Among the lines below, which ones contain the word "ChatSender"? Copy every such line.

*** Block opens ***

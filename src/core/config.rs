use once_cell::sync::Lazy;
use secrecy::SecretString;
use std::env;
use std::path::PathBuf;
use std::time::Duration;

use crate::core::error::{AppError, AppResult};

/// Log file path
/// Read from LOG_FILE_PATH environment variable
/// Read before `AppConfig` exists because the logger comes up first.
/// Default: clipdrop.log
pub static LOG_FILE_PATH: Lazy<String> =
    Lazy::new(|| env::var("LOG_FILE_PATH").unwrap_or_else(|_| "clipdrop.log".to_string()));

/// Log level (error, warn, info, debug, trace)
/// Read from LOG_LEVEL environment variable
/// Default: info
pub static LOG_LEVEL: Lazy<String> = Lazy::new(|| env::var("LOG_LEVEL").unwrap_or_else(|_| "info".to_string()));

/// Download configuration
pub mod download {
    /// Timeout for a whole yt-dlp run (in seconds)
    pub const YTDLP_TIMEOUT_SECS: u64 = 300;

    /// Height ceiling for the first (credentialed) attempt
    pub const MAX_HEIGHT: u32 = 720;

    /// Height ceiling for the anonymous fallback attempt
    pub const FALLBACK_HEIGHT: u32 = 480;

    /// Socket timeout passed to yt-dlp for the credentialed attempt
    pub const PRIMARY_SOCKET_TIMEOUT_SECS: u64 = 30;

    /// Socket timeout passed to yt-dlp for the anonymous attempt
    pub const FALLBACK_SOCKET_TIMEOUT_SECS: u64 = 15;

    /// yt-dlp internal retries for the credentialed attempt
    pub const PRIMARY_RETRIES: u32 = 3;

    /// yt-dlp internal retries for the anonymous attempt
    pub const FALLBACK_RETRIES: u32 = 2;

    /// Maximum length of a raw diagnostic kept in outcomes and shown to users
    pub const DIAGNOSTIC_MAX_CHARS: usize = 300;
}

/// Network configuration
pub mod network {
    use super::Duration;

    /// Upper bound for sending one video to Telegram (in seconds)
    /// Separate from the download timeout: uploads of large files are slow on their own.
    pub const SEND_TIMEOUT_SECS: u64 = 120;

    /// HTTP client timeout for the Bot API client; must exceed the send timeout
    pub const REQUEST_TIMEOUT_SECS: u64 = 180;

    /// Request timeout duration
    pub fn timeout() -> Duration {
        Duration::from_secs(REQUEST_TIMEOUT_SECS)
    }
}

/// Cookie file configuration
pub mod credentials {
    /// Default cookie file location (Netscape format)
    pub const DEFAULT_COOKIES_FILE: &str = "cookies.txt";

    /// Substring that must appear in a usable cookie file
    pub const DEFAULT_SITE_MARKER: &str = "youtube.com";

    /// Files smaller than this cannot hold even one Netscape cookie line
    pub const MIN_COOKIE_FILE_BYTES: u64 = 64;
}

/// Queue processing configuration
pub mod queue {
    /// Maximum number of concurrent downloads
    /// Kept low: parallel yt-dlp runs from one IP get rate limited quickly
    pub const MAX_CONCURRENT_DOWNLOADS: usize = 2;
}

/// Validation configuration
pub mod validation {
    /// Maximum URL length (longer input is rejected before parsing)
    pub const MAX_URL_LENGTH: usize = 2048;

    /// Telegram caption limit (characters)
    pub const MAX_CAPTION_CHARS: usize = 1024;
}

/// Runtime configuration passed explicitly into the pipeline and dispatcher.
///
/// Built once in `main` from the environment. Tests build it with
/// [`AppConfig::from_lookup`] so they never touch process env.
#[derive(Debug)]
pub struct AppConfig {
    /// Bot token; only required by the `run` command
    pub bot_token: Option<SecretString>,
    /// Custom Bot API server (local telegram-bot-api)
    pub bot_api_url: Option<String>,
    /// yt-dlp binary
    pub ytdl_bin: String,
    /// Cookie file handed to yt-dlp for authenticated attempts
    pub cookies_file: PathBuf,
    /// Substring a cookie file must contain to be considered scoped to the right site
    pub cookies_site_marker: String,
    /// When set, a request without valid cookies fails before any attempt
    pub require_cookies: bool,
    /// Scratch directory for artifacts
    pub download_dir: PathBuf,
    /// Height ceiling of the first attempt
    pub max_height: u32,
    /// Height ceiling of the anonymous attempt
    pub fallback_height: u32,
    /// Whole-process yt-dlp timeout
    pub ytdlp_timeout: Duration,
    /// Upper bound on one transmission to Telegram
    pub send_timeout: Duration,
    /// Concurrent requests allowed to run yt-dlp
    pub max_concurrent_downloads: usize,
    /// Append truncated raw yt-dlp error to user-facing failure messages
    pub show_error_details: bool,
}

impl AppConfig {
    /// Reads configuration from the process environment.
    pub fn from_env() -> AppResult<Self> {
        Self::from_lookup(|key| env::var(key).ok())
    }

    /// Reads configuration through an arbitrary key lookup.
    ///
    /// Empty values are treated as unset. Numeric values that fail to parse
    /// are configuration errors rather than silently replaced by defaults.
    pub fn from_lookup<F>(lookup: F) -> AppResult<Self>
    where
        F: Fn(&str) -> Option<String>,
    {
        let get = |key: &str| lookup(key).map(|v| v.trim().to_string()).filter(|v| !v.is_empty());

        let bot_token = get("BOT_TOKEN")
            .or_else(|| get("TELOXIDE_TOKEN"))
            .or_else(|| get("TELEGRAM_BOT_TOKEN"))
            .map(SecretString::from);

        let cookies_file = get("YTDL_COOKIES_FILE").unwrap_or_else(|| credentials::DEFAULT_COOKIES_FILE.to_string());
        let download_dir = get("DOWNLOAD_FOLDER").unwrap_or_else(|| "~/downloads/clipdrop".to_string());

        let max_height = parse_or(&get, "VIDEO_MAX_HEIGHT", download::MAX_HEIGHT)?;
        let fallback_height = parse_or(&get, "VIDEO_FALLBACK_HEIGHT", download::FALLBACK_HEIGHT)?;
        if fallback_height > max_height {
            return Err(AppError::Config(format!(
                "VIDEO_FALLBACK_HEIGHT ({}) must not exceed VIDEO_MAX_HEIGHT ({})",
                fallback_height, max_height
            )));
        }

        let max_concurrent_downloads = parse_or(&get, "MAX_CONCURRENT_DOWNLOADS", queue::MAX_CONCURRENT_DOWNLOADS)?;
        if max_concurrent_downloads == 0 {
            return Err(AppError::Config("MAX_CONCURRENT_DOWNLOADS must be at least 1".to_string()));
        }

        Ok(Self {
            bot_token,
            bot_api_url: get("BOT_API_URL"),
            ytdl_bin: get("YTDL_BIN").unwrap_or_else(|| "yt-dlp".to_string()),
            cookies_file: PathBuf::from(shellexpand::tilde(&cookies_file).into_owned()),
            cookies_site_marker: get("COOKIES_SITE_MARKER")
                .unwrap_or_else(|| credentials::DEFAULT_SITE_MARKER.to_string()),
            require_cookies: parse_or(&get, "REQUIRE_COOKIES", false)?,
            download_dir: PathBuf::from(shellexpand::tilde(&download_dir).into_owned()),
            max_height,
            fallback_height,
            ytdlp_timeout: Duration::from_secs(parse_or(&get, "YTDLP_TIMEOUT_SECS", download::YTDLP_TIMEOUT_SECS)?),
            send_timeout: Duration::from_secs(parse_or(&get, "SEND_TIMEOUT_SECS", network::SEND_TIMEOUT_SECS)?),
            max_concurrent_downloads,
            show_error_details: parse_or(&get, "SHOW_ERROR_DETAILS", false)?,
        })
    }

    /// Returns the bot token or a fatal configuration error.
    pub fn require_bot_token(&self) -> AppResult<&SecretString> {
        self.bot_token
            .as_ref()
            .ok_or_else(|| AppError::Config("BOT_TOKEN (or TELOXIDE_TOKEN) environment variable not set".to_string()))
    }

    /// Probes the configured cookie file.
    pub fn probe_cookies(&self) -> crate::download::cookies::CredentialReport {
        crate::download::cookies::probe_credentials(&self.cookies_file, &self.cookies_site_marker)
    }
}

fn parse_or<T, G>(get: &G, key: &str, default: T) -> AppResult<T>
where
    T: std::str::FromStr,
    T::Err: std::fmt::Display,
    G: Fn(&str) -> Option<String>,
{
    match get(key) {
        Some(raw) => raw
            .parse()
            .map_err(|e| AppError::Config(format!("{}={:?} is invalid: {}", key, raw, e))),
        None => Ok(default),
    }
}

*** Block closes ***
*** Block opens ***

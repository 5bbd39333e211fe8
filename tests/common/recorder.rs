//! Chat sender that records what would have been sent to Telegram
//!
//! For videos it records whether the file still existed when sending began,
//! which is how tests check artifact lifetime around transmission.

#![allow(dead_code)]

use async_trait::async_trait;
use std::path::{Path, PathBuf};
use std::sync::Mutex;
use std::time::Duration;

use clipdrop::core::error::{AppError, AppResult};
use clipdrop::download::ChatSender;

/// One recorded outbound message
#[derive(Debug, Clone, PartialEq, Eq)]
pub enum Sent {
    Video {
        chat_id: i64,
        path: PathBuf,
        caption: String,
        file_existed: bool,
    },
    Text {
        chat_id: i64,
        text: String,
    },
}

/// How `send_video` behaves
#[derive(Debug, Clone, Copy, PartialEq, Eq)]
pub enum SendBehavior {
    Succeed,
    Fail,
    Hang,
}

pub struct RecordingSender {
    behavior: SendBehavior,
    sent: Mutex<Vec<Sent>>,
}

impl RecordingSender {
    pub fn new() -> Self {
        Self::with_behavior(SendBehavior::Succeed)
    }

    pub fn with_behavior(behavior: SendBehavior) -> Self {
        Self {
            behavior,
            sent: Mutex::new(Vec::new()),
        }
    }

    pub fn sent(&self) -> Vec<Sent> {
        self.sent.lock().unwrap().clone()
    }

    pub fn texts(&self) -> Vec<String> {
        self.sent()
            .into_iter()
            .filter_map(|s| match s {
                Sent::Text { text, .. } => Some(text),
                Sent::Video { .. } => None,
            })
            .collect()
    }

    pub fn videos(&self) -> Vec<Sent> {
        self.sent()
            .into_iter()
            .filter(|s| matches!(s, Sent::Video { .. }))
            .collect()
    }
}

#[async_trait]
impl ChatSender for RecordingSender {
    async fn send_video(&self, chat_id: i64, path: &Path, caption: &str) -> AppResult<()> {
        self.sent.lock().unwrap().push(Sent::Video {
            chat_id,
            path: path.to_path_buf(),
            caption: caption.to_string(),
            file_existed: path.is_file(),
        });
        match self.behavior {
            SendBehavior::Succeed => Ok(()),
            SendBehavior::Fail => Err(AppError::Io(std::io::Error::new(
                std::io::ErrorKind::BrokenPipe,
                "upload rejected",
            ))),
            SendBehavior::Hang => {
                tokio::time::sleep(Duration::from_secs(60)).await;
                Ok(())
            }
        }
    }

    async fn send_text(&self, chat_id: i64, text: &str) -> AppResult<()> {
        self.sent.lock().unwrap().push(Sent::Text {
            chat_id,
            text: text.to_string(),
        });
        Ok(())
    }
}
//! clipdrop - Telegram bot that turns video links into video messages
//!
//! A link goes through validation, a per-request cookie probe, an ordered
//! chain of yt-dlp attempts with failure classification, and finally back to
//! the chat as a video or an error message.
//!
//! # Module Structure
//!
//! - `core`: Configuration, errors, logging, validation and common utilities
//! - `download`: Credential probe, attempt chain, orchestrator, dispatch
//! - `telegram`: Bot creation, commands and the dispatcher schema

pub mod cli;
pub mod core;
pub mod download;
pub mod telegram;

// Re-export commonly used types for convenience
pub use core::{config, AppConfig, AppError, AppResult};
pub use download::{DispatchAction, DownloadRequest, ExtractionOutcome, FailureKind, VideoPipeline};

*** Block closes ***

_TASK SOLUTION_:
use clipdrop::download::ChatSender;
impl ChatSender for RecordingSender {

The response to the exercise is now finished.